Pang also said Deputy Home Minister Datuk Dr Wan Junaidi Tuanku Jaafar should spend more time ensuring the safety of the nation’s borders and not on making unproductive statements.

“He (Wan Junaidi) should be focusing on making sure that we have enough numbers (of security personnel manning the borders), and the facilities and equipment provided for our men in our security forces are the best possible, so that they can do their utmost to protect our borders,” stressed Pang.

Wan Junaidi had proposed that resorts on isolated islands in east coast of Sabah should be closed following the latest abduction case and this should be done for the safety of their customers. He pointed out that no one can guarantee the safety of these places when they are situated far off the coast and added that the police as well as the military cannot be there all the time.

Pang echoed his minister’s and the state’s tourism industry players’ comments on the issue, saying that Wan Junaidi’s statement was uncalled for.

“In times like this, I think the most important thing for us, as a community and the leaders of the country, is to avoid making insensitive statements. The Deputy Home Minister’s statement is totally unnecessary, inappropriate and insensitive, especially coming from him, whose ministry oversees the security of the country,” Pang said.

Wan Junaidi, he added, does not seem to have a total comprehension of the situation, noting that there were eight security personnel stationed on the island when the two women were kidnapped from the Singamata Reef Resort in Semporna, in rebuttal to the deputy minister’s comments that there was lack of cooperation between the resort operator and the security forces.

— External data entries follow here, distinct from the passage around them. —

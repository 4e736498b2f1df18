//! Initramfs unpacking.
//!
//! Copies a cpio `newc` archive into the writable ramfs overlay.
//! Directories are created as needed; file bytes move from the archive
//! into heap-owned buffers so the overlay can be written afterwards.
//! A malformed record stops unpacking with whatever was extracted so
//! far — boot continues with a partial overlay rather than halting.

extern crate alloc;

use alloc::string::String;
use alloc::sync::Arc;
use alloc::vec::Vec;

use muon_cpio::CpioArchive;

use super::{FsError, Inode, InodeType, Mode};

/// Well-known names the VFS probes for an embedded ext2 image.
const EXT2_IMAGE_NAMES: [&str; 2] = ["ext2.img", "disk.img"];

/// Unpacks `archive` into `root`, returning the names of the extracted
/// files (directories excluded, in archive order).
pub fn unpack(archive: &[u8], root: &Arc<dyn Inode>) -> Vec<String> {
    let mut names = Vec::new();

    for entry in CpioArchive::new(archive).entries() {
        let entry = match entry {
            Ok(entry) => entry,
            Err(err) => {
                crate::kwarn!("initramfs: archive damaged ({err}); stopping extraction");
                break;
            }
        };

        let name = entry.name.trim_start_matches('/').trim_end_matches('/');
        if name.is_empty() || name == "." {
            continue;
        }

        if entry.is_dir() {
            if let Err(err) = ensure_directory(root, name) {
                crate::kwarn!("initramfs: mkdir '{name}' failed: {err}");
            }
            continue;
        }

        match extract_file(root, name, entry.data, Mode(entry.mode as u16 & 0o7777)) {
            Ok(()) => names.push(String::from(name)),
            Err(err) => crate::kwarn!("initramfs: extract '{name}' failed: {err}"),
        }
    }

    names
}

/// Scans `archive` for a well-known ext2 image name (`ext2.img`,
/// `disk.img`) and returns its bytes when present.
///
/// The returned slice points into the archive itself — boot-module
/// memory, alive for the kernel's lifetime — so the image is usable
/// without copying it through the overlay.
#[must_use]
pub fn find_ext2_image<'a>(archive: &'a [u8]) -> Option<(&'static str, &'a [u8])> {
    let cpio = CpioArchive::new(archive);
    EXT2_IMAGE_NAMES
        .iter()
        .find_map(|&name| cpio.find(name).map(|entry| (name, entry.data)))
}

/// Creates each directory of `path` that does not already exist.
fn ensure_directory(root: &Arc<dyn Inode>, path: &str) -> Result<Arc<dyn Inode>, FsError> {
    let mut current = root.clone();
    for component in super::path::components(path) {
        current = match current.lookup(component) {
            Ok(inode) => inode,
            Err(FsError::NotFound) => {
                current.create(component, InodeType::Directory, Mode::DIR_DEFAULT)?
            }
            Err(err) => return Err(err),
        };
    }
    Ok(current)
}

/// Copies one archive member into the overlay.
fn extract_file(
    root: &Arc<dyn Inode>,
    name: &str,
    data: &[u8],
    mode: Mode,
) -> Result<(), FsError> {
    let (parent, file_name) = match name.rsplit_once('/') {
        Some((dir, file)) => (ensure_directory(root, dir)?, file),
        None => (root.clone(), name),
    };

    let inode = parent.create(file_name, InodeType::File, mode)?;
    if !data.is_empty() {
        let written = inode.write(0, data)?;
        if written != data.len() {
            return Err(FsError::InvalidArgument);
        }
    }
    Ok(())
}

#[cfg(test)]
mod tests {
    use super::*;
    use crate::fs::FileSystem;
    use crate::fs::ramfs::RamFs;

    /// Builds a newc archive in memory (same layout as the muon-cpio
    /// fixtures).
    fn build_archive(entries: &[(&str, &[u8], u32)]) -> Vec<u8> {
        let mut buf = Vec::new();
        let mut push = |name: &str, data: &[u8], mode: u32| {
            buf.extend_from_slice(b"070701");
            let fields = [
                0u32,
                mode,
                0,
                0,
                1,
                0,
                data.len() as u32,
                0,
                0,
                0,
                0,
                (name.len() + 1) as u32,
                0,
            ];
            for field in fields {
                buf.extend_from_slice(format!("{field:08x}").as_bytes());
            }
            buf.extend_from_slice(name.as_bytes());
            buf.push(0);
            while buf.len() % 4 != 0 {
                buf.push(0);
            }
            buf.extend_from_slice(data);
            while buf.len() % 4 != 0 {
                buf.push(0);
            }
        };
        for (name, data, mode) in entries {
            push(name, data, *mode);
        }
        push("TRAILER!!!", &[], 0);
        buf
    }

    #[test]
    fn unpack_single_file() {
        let archive = build_archive(&[("hello", b"hi\n", 0o100_644)]);
        let fs = RamFs::new();
        let names = unpack(&archive, &fs.root());

        assert_eq!(names, ["hello"]);
        let hello = fs.root().lookup("hello").expect("extracted");
        let mut buf = [0u8; 8];
        assert_eq!(hello.read(0, &mut buf).unwrap(), 3);
        assert_eq!(&buf[..3], b"hi\n");
    }

    #[test]
    fn unpack_nested_paths_creates_directories() {
        let archive = build_archive(&[
            ("bin", b"", 0o040_755),
            ("bin/ls", b"ELF!", 0o100_755),
            ("etc/motd", b"hi", 0o100_644),
        ]);
        let fs = RamFs::new();
        let names = unpack(&archive, &fs.root());
        assert_eq!(names, ["bin/ls", "etc/motd"]);

        let bin = fs.root().lookup("bin").unwrap();
        assert_eq!(bin.kind(), InodeType::Directory);
        assert!(bin.lookup("ls").is_ok());
        // etc/ was created implicitly for the file inside it.
        assert!(fs.root().lookup("etc").unwrap().lookup("motd").is_ok());
    }

    #[test]
    fn trailer_only_archive_yields_empty_overlay() {
        let archive = build_archive(&[]);
        let fs = RamFs::new();
        let names = unpack(&archive, &fs.root());
        assert!(names.is_empty());
        assert!(fs.root().readdir().unwrap().is_empty());
    }

    #[test]
    fn damaged_archive_keeps_earlier_files() {
        let mut archive = build_archive(&[
            ("first", b"one", 0o100_644),
            ("second", b"two", 0o100_644),
        ]);
        // Corrupt the second record's magic.
        let name_end = (110 + "first".len() + 1 + 3) & !3;
        let second_at = (name_end + "one".len() + 3) & !3;
        archive[second_at] = b'X';

        let fs = RamFs::new();
        let names = unpack(&archive, &fs.root());
        assert_eq!(names, ["first"]);
    }

    #[test]
    fn ext2_image_detected_by_well_known_name() {
        let archive = build_archive(&[
            ("hello", b"hi", 0o100_644),
            ("ext2.img", b"not-really-ext2", 0o100_644),
        ]);
        let (name, data) = find_ext2_image(&archive).expect("image present");
        assert_eq!(name, "ext2.img");
        assert_eq!(data, b"not-really-ext2");

        let plain = build_archive(&[("hello", b"hi", 0o100_644)]);
        assert!(find_ext2_image(&plain).is_none());
    }

    #[test]
    fn executable_mode_preserved() {
        let archive = build_archive(&[("prog", b"\x7fELF", 0o100_755)]);
        let fs = RamFs::new();
        unpack(&archive, &fs.root());
        assert!(fs.root().lookup("prog").unwrap().mode().is_executable());
    }
}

“He may not know that there were eight security personnel staying at the resort, where the operators were providing lodging and accommodation for the eight security personnel. This showed that they (resort operators) were cooperating with the security forces.

“It was just unfortunate and untimely that at the time of the incident, the personnel were making their routine rounds. Maybe that lends credence to the theory that it could have been an inside job,” said Pang, adding that the government is looking into all possibilities in investigating the matter.